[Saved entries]
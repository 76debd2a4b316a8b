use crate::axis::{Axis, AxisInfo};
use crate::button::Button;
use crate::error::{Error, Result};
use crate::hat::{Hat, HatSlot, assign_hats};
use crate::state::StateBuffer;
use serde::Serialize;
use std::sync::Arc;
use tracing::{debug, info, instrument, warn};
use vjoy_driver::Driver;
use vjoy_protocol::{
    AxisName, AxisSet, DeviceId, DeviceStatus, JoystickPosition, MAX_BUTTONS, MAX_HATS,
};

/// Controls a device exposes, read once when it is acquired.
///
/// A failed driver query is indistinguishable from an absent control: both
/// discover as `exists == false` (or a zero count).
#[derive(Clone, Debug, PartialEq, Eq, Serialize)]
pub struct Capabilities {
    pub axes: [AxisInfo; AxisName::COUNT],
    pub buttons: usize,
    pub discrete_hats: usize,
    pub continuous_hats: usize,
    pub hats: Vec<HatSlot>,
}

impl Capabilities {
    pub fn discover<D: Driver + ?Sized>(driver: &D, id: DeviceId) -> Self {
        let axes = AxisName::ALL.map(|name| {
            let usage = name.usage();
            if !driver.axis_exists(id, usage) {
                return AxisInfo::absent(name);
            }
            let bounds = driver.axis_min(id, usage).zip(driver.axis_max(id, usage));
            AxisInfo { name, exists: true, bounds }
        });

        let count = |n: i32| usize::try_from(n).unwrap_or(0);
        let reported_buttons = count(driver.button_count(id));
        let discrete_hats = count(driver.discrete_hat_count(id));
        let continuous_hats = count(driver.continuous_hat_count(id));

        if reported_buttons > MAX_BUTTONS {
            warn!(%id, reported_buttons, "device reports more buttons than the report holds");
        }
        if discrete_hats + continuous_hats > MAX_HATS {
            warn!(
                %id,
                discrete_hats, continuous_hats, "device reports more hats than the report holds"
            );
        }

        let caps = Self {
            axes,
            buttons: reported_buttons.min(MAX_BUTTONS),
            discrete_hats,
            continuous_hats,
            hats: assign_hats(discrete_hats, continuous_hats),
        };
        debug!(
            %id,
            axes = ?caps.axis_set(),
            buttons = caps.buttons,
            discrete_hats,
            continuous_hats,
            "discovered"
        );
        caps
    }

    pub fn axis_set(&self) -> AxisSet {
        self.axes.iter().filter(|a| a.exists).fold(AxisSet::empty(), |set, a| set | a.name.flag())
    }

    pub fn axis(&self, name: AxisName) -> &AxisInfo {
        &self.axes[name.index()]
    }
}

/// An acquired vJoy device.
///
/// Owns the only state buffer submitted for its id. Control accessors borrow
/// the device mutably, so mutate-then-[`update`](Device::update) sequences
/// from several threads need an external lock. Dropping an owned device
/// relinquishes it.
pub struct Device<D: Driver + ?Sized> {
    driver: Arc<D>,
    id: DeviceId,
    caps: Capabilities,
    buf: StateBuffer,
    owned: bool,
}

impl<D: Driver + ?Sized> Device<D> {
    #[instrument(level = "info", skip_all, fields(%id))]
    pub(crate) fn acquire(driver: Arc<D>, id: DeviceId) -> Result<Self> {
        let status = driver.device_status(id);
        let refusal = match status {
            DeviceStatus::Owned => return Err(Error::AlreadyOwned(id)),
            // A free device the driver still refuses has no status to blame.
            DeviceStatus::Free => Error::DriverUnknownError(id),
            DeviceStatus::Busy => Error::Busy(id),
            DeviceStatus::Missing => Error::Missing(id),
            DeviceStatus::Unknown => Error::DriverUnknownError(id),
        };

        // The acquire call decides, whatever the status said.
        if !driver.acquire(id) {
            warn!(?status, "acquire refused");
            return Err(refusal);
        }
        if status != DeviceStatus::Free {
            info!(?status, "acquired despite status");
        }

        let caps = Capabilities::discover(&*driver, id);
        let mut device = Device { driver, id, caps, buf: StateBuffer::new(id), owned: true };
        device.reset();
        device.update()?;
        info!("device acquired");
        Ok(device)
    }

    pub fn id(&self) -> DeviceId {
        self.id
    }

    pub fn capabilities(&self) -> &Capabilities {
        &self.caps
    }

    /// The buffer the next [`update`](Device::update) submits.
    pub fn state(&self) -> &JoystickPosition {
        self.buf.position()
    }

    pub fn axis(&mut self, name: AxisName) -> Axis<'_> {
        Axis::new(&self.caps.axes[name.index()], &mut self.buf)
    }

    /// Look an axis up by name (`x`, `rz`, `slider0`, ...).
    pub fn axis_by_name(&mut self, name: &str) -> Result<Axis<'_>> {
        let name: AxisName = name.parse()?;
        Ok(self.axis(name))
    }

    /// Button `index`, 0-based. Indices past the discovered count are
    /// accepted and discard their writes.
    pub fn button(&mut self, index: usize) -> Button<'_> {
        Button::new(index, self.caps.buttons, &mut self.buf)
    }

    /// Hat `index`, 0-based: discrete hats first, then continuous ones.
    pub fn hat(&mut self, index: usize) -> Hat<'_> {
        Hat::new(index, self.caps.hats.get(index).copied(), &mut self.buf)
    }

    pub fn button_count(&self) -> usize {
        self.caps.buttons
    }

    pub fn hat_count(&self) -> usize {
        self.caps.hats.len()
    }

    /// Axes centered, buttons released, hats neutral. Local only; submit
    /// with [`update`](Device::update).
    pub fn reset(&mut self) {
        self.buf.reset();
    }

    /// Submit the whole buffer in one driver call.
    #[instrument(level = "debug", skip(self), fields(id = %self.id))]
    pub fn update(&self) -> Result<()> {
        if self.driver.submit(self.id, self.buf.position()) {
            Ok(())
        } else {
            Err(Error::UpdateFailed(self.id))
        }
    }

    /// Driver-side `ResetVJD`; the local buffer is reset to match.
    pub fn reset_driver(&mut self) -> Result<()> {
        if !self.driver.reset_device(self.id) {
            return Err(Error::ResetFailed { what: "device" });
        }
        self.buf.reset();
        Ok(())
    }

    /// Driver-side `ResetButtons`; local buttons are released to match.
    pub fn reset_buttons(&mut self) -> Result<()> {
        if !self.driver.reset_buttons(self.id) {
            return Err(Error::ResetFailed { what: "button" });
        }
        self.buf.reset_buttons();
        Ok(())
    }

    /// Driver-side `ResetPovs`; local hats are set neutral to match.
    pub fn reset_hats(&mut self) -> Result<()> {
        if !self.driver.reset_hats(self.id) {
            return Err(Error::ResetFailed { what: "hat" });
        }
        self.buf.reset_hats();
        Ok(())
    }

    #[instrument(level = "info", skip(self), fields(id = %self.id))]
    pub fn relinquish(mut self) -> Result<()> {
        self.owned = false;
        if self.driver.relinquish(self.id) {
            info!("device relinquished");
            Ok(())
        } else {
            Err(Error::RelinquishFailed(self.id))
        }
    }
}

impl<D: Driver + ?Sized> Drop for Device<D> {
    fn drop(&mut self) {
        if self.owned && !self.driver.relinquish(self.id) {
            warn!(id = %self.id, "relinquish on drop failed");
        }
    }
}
--
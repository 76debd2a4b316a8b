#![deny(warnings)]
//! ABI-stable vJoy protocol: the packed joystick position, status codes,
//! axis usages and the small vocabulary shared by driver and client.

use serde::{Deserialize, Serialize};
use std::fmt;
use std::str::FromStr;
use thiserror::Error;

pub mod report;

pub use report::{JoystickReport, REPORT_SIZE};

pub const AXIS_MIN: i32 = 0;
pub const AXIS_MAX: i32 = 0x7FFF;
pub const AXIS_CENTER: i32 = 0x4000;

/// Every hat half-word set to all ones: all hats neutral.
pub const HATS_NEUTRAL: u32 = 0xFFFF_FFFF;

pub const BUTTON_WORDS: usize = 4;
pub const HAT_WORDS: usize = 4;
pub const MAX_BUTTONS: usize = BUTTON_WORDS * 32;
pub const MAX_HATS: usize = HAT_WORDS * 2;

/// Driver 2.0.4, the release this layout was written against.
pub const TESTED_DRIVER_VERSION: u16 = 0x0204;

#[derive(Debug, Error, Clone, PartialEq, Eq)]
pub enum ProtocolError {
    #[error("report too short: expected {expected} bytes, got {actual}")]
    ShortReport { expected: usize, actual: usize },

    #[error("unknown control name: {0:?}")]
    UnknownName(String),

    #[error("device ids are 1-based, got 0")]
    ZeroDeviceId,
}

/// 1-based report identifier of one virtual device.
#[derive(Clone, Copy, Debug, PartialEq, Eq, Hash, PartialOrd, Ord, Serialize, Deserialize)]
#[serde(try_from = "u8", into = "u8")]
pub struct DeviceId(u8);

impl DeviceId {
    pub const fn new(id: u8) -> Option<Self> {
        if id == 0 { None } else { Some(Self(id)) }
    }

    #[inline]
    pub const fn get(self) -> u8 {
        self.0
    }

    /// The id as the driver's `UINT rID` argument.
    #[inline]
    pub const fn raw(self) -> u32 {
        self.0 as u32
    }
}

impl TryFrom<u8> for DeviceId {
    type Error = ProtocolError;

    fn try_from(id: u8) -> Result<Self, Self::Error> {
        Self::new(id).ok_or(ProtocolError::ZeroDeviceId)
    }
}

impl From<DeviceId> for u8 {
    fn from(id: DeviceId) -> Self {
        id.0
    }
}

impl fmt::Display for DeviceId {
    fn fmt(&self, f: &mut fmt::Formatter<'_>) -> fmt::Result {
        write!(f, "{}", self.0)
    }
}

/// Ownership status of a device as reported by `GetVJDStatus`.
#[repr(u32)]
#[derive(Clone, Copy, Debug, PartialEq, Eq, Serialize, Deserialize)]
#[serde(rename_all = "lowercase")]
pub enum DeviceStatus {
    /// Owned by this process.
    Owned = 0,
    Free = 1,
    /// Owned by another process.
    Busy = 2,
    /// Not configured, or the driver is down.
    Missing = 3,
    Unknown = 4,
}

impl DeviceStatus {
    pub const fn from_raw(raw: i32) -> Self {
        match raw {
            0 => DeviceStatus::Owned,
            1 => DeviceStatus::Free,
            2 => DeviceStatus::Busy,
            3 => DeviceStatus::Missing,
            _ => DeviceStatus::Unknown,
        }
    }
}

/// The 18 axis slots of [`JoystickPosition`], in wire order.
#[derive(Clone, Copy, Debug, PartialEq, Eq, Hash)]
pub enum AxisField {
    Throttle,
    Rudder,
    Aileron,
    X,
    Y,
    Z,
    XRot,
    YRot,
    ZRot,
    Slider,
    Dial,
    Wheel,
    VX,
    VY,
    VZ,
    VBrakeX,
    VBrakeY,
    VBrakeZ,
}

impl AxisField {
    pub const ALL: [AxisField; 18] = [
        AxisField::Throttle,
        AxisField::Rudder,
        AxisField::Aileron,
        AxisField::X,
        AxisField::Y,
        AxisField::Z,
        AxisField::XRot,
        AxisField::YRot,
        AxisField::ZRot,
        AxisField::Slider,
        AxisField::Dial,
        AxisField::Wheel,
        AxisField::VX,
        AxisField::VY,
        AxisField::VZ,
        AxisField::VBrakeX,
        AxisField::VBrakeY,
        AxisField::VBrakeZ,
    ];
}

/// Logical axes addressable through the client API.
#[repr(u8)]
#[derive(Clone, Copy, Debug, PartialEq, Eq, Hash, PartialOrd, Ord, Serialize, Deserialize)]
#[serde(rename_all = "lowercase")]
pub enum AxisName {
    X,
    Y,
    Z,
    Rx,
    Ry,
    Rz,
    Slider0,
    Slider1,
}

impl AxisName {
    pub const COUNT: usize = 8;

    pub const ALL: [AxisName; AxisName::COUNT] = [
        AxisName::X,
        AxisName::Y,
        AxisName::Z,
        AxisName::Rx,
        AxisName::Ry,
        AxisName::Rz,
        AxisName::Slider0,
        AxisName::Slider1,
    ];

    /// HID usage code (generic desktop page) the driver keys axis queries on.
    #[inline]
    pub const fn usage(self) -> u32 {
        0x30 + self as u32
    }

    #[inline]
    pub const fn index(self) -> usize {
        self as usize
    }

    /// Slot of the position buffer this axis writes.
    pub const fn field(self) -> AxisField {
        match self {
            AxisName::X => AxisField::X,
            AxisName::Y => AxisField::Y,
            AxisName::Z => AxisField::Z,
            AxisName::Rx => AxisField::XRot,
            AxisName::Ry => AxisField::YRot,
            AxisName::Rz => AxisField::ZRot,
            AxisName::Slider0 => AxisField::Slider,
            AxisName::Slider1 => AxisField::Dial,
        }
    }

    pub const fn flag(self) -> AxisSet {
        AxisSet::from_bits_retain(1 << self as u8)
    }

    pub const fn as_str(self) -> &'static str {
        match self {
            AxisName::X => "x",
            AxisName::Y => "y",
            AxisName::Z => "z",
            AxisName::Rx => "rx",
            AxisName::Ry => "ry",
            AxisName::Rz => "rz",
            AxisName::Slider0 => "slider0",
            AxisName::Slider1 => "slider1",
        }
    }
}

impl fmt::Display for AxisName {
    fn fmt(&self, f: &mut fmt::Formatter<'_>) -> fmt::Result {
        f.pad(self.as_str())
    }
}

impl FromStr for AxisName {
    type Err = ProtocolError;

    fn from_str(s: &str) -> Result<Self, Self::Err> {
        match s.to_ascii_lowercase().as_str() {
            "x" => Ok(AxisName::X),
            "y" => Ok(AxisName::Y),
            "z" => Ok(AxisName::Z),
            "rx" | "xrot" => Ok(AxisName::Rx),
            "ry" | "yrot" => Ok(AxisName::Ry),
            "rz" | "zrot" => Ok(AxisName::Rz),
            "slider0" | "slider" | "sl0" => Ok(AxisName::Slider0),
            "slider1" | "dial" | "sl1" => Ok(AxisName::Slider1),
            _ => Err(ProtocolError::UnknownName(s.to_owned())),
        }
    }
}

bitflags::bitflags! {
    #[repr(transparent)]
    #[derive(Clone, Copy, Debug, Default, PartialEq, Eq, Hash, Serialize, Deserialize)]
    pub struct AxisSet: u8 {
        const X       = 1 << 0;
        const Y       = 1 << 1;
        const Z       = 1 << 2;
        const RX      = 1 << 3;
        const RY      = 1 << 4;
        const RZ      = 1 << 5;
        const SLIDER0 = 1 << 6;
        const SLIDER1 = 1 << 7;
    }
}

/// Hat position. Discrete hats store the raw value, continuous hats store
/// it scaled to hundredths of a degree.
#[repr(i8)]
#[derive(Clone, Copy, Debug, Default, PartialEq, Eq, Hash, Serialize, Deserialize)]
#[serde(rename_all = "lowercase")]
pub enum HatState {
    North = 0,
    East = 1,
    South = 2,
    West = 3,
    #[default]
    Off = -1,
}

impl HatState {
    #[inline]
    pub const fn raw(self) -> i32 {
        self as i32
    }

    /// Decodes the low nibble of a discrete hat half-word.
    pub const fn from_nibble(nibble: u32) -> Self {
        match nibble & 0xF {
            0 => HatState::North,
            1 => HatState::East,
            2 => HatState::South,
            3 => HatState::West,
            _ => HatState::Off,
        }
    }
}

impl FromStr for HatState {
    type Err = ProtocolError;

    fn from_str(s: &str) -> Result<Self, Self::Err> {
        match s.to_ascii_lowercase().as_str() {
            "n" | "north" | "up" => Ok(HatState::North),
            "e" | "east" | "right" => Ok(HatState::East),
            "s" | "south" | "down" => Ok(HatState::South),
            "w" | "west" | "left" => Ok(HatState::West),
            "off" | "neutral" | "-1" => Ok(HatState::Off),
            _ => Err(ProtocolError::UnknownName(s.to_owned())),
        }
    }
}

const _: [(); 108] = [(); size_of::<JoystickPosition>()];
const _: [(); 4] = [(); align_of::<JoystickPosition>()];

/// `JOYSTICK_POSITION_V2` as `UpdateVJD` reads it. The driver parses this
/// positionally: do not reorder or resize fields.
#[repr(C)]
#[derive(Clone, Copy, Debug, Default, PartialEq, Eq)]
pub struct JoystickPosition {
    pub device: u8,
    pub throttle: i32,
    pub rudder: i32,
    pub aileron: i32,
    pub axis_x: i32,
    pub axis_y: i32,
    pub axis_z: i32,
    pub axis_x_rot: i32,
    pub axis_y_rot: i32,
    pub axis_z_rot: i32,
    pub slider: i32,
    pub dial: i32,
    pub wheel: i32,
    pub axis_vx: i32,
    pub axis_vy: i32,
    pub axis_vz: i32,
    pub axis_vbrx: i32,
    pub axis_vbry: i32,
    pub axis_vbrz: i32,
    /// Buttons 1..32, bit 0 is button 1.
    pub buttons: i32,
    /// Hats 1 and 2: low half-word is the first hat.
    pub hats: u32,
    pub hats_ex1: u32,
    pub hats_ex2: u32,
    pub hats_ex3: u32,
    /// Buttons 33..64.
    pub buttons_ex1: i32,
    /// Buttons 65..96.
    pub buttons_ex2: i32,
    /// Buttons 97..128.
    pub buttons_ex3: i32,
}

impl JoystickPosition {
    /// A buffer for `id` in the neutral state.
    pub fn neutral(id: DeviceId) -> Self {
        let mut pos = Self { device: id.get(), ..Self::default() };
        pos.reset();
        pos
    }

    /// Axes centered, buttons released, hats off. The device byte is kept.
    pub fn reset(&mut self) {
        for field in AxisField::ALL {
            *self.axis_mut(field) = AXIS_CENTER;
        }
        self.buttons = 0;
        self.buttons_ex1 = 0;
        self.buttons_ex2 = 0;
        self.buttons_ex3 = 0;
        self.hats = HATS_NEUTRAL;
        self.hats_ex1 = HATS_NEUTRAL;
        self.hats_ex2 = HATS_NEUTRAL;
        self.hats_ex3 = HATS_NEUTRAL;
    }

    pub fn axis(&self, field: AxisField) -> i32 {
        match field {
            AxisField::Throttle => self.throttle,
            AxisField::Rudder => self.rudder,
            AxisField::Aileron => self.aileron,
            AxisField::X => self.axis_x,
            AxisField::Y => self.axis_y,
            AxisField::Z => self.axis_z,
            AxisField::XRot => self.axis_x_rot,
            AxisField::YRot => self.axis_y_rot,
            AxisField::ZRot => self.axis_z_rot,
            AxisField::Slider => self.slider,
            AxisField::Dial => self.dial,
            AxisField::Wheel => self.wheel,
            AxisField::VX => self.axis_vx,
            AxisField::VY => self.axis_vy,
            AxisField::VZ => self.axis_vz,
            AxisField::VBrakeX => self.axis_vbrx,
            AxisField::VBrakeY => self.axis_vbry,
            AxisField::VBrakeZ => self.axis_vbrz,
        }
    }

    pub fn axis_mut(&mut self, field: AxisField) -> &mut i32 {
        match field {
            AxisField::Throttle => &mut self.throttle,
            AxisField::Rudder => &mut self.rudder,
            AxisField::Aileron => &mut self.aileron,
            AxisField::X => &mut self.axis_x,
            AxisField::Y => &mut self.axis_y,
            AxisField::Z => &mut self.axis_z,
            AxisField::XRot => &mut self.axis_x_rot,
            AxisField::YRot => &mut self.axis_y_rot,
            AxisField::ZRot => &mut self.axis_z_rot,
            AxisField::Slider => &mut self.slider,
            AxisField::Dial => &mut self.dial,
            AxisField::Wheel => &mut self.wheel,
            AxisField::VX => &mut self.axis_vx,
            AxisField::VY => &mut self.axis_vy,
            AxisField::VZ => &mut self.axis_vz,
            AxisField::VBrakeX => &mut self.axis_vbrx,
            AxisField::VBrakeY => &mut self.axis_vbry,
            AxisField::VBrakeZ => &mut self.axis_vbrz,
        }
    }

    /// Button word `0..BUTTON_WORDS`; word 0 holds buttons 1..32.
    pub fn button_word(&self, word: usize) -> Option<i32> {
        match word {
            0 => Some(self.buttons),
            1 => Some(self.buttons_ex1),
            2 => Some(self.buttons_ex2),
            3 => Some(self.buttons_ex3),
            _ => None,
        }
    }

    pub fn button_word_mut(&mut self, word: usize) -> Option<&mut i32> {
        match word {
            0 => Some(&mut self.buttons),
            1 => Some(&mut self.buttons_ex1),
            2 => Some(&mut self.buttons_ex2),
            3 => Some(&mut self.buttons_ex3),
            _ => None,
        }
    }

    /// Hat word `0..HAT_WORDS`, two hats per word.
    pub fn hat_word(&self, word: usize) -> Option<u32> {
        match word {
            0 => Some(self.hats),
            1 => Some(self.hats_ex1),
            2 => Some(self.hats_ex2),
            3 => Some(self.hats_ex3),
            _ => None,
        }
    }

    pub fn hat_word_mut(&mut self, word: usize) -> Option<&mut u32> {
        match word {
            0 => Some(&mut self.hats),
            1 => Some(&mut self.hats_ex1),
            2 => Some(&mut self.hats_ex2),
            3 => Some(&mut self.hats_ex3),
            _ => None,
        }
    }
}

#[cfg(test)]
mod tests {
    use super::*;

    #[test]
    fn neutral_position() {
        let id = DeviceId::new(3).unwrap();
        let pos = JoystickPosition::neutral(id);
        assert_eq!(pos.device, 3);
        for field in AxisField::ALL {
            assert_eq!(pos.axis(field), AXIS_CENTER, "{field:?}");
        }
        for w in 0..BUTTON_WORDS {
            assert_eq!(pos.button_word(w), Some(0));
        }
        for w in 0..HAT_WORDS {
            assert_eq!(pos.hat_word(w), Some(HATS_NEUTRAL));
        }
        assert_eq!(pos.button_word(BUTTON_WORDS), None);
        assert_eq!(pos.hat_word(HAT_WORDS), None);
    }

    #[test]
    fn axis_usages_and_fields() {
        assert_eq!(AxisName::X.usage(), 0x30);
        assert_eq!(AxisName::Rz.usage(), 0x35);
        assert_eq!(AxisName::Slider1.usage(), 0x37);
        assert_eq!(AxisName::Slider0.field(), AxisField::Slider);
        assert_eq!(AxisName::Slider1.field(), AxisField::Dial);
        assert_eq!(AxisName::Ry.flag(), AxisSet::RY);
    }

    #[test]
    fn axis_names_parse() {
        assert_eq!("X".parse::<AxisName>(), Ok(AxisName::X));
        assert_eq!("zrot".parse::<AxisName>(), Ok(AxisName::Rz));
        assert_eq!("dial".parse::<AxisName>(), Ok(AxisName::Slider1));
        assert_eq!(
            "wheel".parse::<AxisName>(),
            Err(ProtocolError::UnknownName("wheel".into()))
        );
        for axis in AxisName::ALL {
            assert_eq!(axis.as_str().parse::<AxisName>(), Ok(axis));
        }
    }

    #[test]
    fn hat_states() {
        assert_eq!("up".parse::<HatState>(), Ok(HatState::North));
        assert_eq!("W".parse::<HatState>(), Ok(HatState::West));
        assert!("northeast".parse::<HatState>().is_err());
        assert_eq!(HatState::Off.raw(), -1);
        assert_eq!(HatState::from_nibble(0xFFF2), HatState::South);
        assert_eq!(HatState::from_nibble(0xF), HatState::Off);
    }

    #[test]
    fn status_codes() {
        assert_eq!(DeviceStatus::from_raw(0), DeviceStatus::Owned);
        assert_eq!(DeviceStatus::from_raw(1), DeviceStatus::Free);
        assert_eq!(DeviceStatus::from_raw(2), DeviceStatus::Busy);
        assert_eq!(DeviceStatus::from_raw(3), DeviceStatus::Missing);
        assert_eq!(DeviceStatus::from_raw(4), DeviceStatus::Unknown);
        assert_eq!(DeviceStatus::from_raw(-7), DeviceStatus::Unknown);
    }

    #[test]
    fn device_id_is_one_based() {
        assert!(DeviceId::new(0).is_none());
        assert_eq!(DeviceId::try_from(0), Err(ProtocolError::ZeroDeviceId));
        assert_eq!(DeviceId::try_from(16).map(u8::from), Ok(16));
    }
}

EXERCISE PROMPT ::
With "process" as the string to find, copy every line of the records that holds it.

WRITTEN ANSWER ::
    /// Owned by this process.
    /// Owned by another process.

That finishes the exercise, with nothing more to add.